AMLA is a common framework to run different AutoML algorithms for neural networks without changing the underlying systems needed to configure, train and evaluate the generated networks. This has two benefits:
- It ensures that different AutoML algorithms can be easily compared using the same set of hyperparameters and infrastructure, allowing for easy evaluation, comparison and ablation studies of AutoML algorithms.
- It provides a easy way to deploy AutoML algorithms on multi-cloud infrastructure.
With a framework, we can manage the lifecycle of autoML easily. Without this, hyperparameters and architecture design are spread out, some embedded in the code, others in config files and other as command line parameters, making it hard to compare two algorithms or perform ablation studies.
Some design principles of AMLA:
- The network generation process is decoupled from the training/evaluation process.
- The network specification model is independent of the implementation of the training/evaluation/generation code and ML library (i.e. whether it uses TensorFlow/PyTorch etc.).
AMLA currently supports the NAC using EnvelopeNets AutoML algorithm, and we are actively adding newer algorithms to the framework. More information on AutoML algorithms for Neural Networks can be found here
In AMLA, an AutoML algorithm is run as a task and is specified through a configuration file. Sample configuration files may be found here and are described here
When run in single host mode (the default), the system consists of
- Command Line Interface (CLI): An interface to add/start/stop tasks.
- Scheduler: Starts and stops the AutoML tasks.
- Generate/Train/Evaluate: The subtasks that comprise the AutoML task: network generation (via an AutoML algorithm), training and evaluation.

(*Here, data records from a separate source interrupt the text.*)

//! Plan Collection - containers for the selection core
//!
//! Provides the two building blocks the reconciliation engine sits on:
//! - [`UniqueCollection`]: an ordered container enforcing one entry per
//!   identity key, with O(1) key lookup and stable in-place sorting
//! - [`ChangeNotifier`]: an explicit observer list with synchronous
//!   emission and handle-based unregistration

#![warn(unreachable_pub)]

mod notify;
mod unique;

// Re-exports
pub use notify::{ChangeNotifier, ListenerId};
pub use unique::UniqueCollection;

/// Version of this crate
pub const VERSION: &str = env!("CARGO_PKG_VERSION");
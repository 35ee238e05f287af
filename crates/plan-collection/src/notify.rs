//! Synchronous change notification
//!
//! Provides [`ChangeNotifier`], an explicit observer list. Listeners are
//! registered with [`ChangeNotifier::subscribe`], invoked synchronously
//! by [`ChangeNotifier::emit`], and detached with
//! [`ChangeNotifier::unsubscribe`] or [`ChangeNotifier::clear`].
//!
//! Emission snapshots the listener list before invoking anything, so a
//! listener may subscribe or unsubscribe from inside its own callback
//! without deadlocking.

use parking_lot::Mutex;
use std::sync::atomic::{AtomicU64, Ordering};
use std::sync::Arc;

/// Handle identifying a registered listener
#[derive(Debug, Clone, Copy, PartialEq, Eq, Hash)]
pub struct ListenerId(u64);

type Listener<E> = Arc<dyn Fn(&E) + Send + Sync>;

/// Observer list with synchronous emission
pub struct ChangeNotifier<E> {
    listeners: Mutex<Vec<(ListenerId, Listener<E>)>>,
    next_id: AtomicU64,
}

impl<E> ChangeNotifier<E> {
    /// Create an empty notifier
    #[must_use]
    pub fn new() -> Self {
        Self {
            listeners: Mutex::new(Vec::new()),
            next_id: AtomicU64::new(0),
        }
    }

    /// Register a listener and return its handle
    pub fn subscribe<F>(&self, listener: F) -> ListenerId
    where
        F: Fn(&E) + Send + Sync + 'static,
    {
        let id = ListenerId(self.next_id.fetch_add(1, Ordering::Relaxed));
        self.listeners.lock().push((id, Arc::new(listener)));
        id
    }

    /// Detach the listener with the given handle
    ///
    /// # Returns
    /// `true` if a listener was removed; `false` if the handle was
    /// already detached.
    pub fn unsubscribe(&self, id: ListenerId) -> bool {
        let mut listeners = self.listeners.lock();
        let before = listeners.len();
        listeners.retain(|(listener_id, _)| *listener_id != id);
        listeners.len() != before
    }

    /// Invoke every registered listener with the given event
    pub fn emit(&self, event: &E) {
        let snapshot: Vec<Listener<E>> = self
            .listeners
            .lock()
            .iter()
            .map(|(_, listener)| Arc::clone(listener))
            .collect();

        for listener in snapshot {
            (*listener)(event);
        }
    }

    /// Detach all listeners
    #[inline]
    pub fn clear(&self) {
        self.listeners.lock().clear();
    }

    /// Number of registered listeners
    #[inline]
    #[must_use]
    pub fn len(&self) -> usize {
        self.listeners.lock().len()
    }

    /// Check whether any listener is registered
    #[inline]
    #[must_use]
    pub fn is_empty(&self) -> bool {
        self.listeners.lock().is_empty()
    }
}

impl<E> Default for ChangeNotifier<E> {
    fn default() -> Self {
        Self::new()
    }
}

impl<E> std::fmt::Debug for ChangeNotifier<E> {
    fn fmt(&self, f: &mut std::fmt::Formatter<'_>) -> std::fmt::Result {
        f.debug_struct("ChangeNotifier")
            .field("listeners", &self.len())
            .finish()
    }
}
//! Resource selector
//!
//! First instantiation of the reconciliation engine: a picker over the
//! plan's resources. Targets are supplied explicitly by the owner
//! whenever resource settings change; no revision signal is involved.

use crate::engine::{SelectionChange, SelectionEngine};
use crate::error::SelectorError;
use crate::item::SelectableResource;
use plan_collection::ListenerId;
use plan_model::{DisplayConfig, ResourceId, ResourceModel, ResourceSettingsModel};
use std::collections::HashSet;
use std::fmt;
use std::sync::Arc;

/// Picker over the plan's resources
#[derive(Debug)]
pub struct ResourceSelector {
    engine: SelectionEngine<SelectableResource>,
}

impl ResourceSelector {
    /// Create an empty selector
    #[must_use]
    pub fn new(config: &DisplayConfig) -> Self {
        Self {
            engine: SelectionEngine::with_config(config),
        }
    }

    /// Converge to a new authoritative resource list
    ///
    /// # Errors
    /// Returns [`SelectorError::Disposed`] if the selector has been
    /// disposed.
    pub fn set_targets(
        &self,
        targets: &[ResourceModel],
        selected: &HashSet<ResourceId>,
    ) -> Result<(), SelectorError> {
        self.engine.set_targets(targets, selected)
    }

    /// Converge to the resources carried by the given settings
    ///
    /// Convenience over [`Self::set_targets`] for owners that hold a
    /// [`ResourceSettingsModel`].
    ///
    /// # Errors
    /// Returns [`SelectorError::Disposed`] if the selector has been
    /// disposed.
    pub fn set_targets_from_settings(
        &self,
        settings: &ResourceSettingsModel,
        selected: &HashSet<ResourceId>,
    ) -> Result<(), SelectorError> {
        self.engine.set_targets(&settings.resources, selected)
    }

    /// Ordered snapshot of all target resources, ascending by id
    #[must_use]
    pub fn target_items(&self) -> Vec<Arc<SelectableResource>> {
        self.engine.target_items()
    }

    /// Snapshot of the selected resources
    #[must_use]
    pub fn selected_items(&self) -> Vec<Arc<SelectableResource>> {
        self.engine.selected_items()
    }

    /// Ids of the currently selected resources
    #[must_use]
    pub fn selected_ids(&self) -> Vec<ResourceId> {
        self.engine.selected_keys()
    }

    /// Selected resources' names joined with the shared separator
    #[must_use]
    pub fn target_items_string(&self) -> String {
        self.engine.target_items_string()
    }

    /// Names of the targets allocated to the given resources, ascending
    /// by id, joined with the shared separator
    #[must_use]
    pub fn allocated_to_string(&self, allocated: &HashSet<ResourceId>) -> String {
        let names: Vec<String> = self
            .engine
            .target_items()
            .iter()
            .filter(|item| allocated.contains(&item.id()))
            .map(|item| item.name())
            .collect();
        names.join(self.engine.separator())
    }

    /// Toggle one resource's selection flag
    ///
    /// # Errors
    /// Returns [`SelectorError::Disposed`] if the selector has been
    /// disposed.
    pub fn set_selected(&self, id: ResourceId, selected: bool) -> Result<bool, SelectorError> {
        self.engine.set_selected(id, selected)
    }

    /// Register a change listener
    pub fn subscribe<F>(&self, listener: F) -> ListenerId
    where
        F: Fn(&SelectionChange) + Send + Sync + 'static,
    {
        self.engine.subscribe(listener)
    }

    /// Detach a change listener
    pub fn unsubscribe(&self, id: ListenerId) -> bool {
        self.engine.unsubscribe(id)
    }

    /// Release every target and empty both collections
    pub fn clear_targets(&self) {
        self.engine.clear_targets();
    }

    /// Deselect everything without removing any target
    pub fn clear_selected(&self) {
        self.engine.clear_selected();
    }

    /// Release all owned items and detach all listeners; idempotent
    pub fn dispose(&self) {
        self.engine.dispose();
    }

    /// Whether the selector has been disposed
    #[must_use]
    pub fn is_disposed(&self) -> bool {
        self.engine.is_disposed()
    }
}

impl fmt::Display for ResourceSelector {
    fn fmt(&self, f: &mut fmt::Formatter<'_>) -> fmt::Result {
        write!(f, "{}", self.target_items_string())
    }
}
//! Error types for the selection core
//!
//! Failures here are programming-contract violations, surfaced
//! synchronously to the immediate caller. No operation retries: every
//! public operation is a deterministic function of its inputs and the
//! current state.

/// Errors produced by selector operations
#[derive(Debug, thiserror::Error)]
pub enum SelectorError {
    /// Operation attempted on a disposed selector
    #[error("selector already disposed")]
    Disposed,
}

#[cfg(test)]
mod tests {
    use super::*;

    #[test]
    fn disposed_display() {
        let err = SelectorError::Disposed;
        assert_eq!(err.to_string(), "selector already disposed");
    }
}
//! Plan Selector - target/selection reconciliation
//!
//! Keeps two dependent ordered collections (all selectable items, and
//! the currently selected subset) consistent with an externally
//! supplied authoritative item list, across repeated asynchronously
//! triggered revisions. One generic engine serves every item kind:
//!
//! - [`SelectionEngine`]: the four-phase reconciliation algorithm
//! - [`SelectableItem`]: the seam an item kind implements
//! - [`ResourceSelector`] / [`ResourceActivitySelector`]: the two
//!   concrete pickers
//! - [`RevisionWatcher`]: bridges the readiness signal to `revise()`
//!
//! # Example
//!
//! ```rust,ignore
//! use plan_model::{DisplayConfig, ResourceId, ResourceModel};
//! use plan_selector::ResourceSelector;
//! use std::collections::HashSet;
//!
//! let selector = ResourceSelector::new(&DisplayConfig::new());
//! let targets = vec![ResourceModel::new(ResourceId(1), "Fitter")];
//! let selected: HashSet<ResourceId> = [ResourceId(1)].into();
//!
//! selector.set_targets(&targets, &selected)?;
//! assert_eq!(selector.target_items_string(), "Fitter");
//! ```

#![warn(unreachable_pub)]

mod engine;
mod error;
mod feed;
mod item;
mod resource;
mod resource_activity;
mod watcher;

// Re-exports
pub use engine::{SelectionChange, SelectionEngine};
pub use error::SelectorError;
pub use feed::{ActivityFeed, EmptyFeed};
pub use item::{SelectableItem, SelectableResource, SelectableResourceActivity};
pub use resource::ResourceSelector;
pub use resource_activity::ResourceActivitySelector;
pub use watcher::RevisionWatcher;

/// Version of this crate
pub const VERSION: &str = env!("CARGO_PKG_VERSION");
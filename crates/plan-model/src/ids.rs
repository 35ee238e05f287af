//! Typed identifiers for plan entities
//!
//! Ids are small non-negative integers assigned by the surrounding
//! application. They are opaque identity keys: stable across revisions
//! and never reused within a plan.

use serde::{Deserialize, Serialize};

/// Unique resource identifier
#[derive(Debug, Clone, Copy, PartialEq, Eq, PartialOrd, Ord, Hash, Serialize, Deserialize)]
pub struct ResourceId(pub u32);

impl std::fmt::Display for ResourceId {
    fn fmt(&self, f: &mut std::fmt::Formatter<'_>) -> std::fmt::Result {
        write!(f, "{}", self.0)
    }
}

impl From<u32> for ResourceId {
    fn from(value: u32) -> Self {
        Self(value)
    }
}

/// Unique activity identifier
#[derive(Debug, Clone, Copy, PartialEq, Eq, PartialOrd, Ord, Hash, Serialize, Deserialize)]
pub struct ActivityId(pub u32);

impl std::fmt::Display for ActivityId {
    fn fmt(&self, f: &mut std::fmt::Formatter<'_>) -> std::fmt::Result {
        write!(f, "{}", self.0)
    }
}

impl From<u32> for ActivityId {
    fn from(value: u32) -> Self {
        Self(value)
    }
}
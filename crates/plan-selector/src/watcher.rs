//! Revision trigger lifecycle
//!
//! [`RevisionWatcher`] bridges the application's readiness signal to a
//! selector: each observed transition into [`ReadyToRevise::Yes`]
//! invokes the supplied callback on the watcher task. Disposing the
//! watcher (or dropping it) aborts the task; cancellation takes effect
//! before the next signal delivery, never mid-operation.

use plan_model::ReadyToRevise;
use tokio::sync::watch;
use tokio::task::JoinHandle;

/// Subscription handle for the revision-readiness signal
#[derive(Debug)]
pub struct RevisionWatcher {
    handle: JoinHandle<()>,
}

impl RevisionWatcher {
    /// Spawn a watcher over the given readiness receiver
    ///
    /// Must be called from within a tokio runtime. The watcher ends on
    /// its own once the sending side is dropped.
    #[must_use]
    pub fn spawn<F>(mut receiver: watch::Receiver<ReadyToRevise>, on_ready: F) -> Self
    where
        F: Fn() + Send + 'static,
    {
        let handle = tokio::spawn(async move {
            while receiver.changed().await.is_ok() {
                let state = *receiver.borrow_and_update();
                if state.is_ready() {
                    on_ready();
                }
            }
        });
        Self { handle }
    }

    /// Stop reacting to the signal
    pub fn dispose(&self) {
        self.handle.abort();
    }

    /// Whether the watcher task has ended
    #[must_use]
    pub fn is_finished(&self) -> bool {
        self.handle.is_finished()
    }
}

impl Drop for RevisionWatcher {
    fn drop(&mut self) {
        self.handle.abort();
    }
}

A more detailed description of the current architecture is available here
The current branch is limited to operation on a single host i.e. the CLI, scheduler, generation, training and evaluation all run on a single host. The scheduler may be run as a service or a library, while the generate/train and evaluate subtasks are run as processes. A distributed system that allows concurrent execution of multiple training/evaluation tasks and distributed training on a pod of machines is under development.
At this point, AMLA is in its early stages. There are several areas in which development is yet to start or that are under development. If you would like to contribute to AMLA's development, please send in pull requests, feature requests or submit proposals. Here is how to contribute.
Here are some areas that we need help with:
- New AutoML algorithms Add support for new AutoML algorithms such as NAS, ENAS, AmoebaNet
- Machine learning frameworks Add support for more machine learning frameworks such as PyTorch etc.
- Standard model format Improve the model specification (add hyper parameters), support for ONNX, other standard model specification formats.
- Deployers: Add support for Kubeflow as a deployer
- Front end: Contribute to ongoing development using vue.js
- Test scripts: Regression scripts, please!
- Documentation: Documentation, please!
Proposals in progress are here
Current AMLA supports Tensorflow as the default machine learning library. To install Tensorflow, follow the instructions here:
- https://www.tensorflow.org/install/install_linux#InstallingVirtualenv to install TensorFlow in a virtualenv for GPU/CPU.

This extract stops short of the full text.